Dataset entries
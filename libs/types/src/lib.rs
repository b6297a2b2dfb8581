//! Shared types for the peer-to-peer swap contract
//!
//! Plain data used on both sides of the contract boundary: identities,
//! quantities, asset references and the trade record itself.
//!
//! # Modules
//! - `ids`: Identifiers (Address, AssetId, TradeId)
//! - `numeric`: Whole-unit quantities for balance-tracked assets
//! - `asset`: Asset kinds and per-side asset references
//! - `trade`: Trade record and derived lifecycle status

pub mod ids;
pub mod numeric;
pub mod asset;
pub mod trade;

→ **DIRECTIONS**
Without changing anything, repeat every record above.

→ **RESPONSE FOR THIS EXERCISE**
filename libs/types/src/lib.rs
repository b6297a2b2dfb8581
//! Shared types for the peer-to-peer swap contract
//!
//! Plain data used on both sides of the contract boundary: identities,
//! quantities, asset references and the trade record itself.
//!
//! # Modules
//! - `ids`: Identifiers (Address, AssetId, TradeId)
//! - `numeric`: Whole-unit quantities for balance-tracked assets
//! - `asset`: Asset kinds and per-side asset references
//! - `trade`: Trade record and derived lifecycle status

pub mod ids;
pub mod numeric;
pub mod asset;
pub mod trade;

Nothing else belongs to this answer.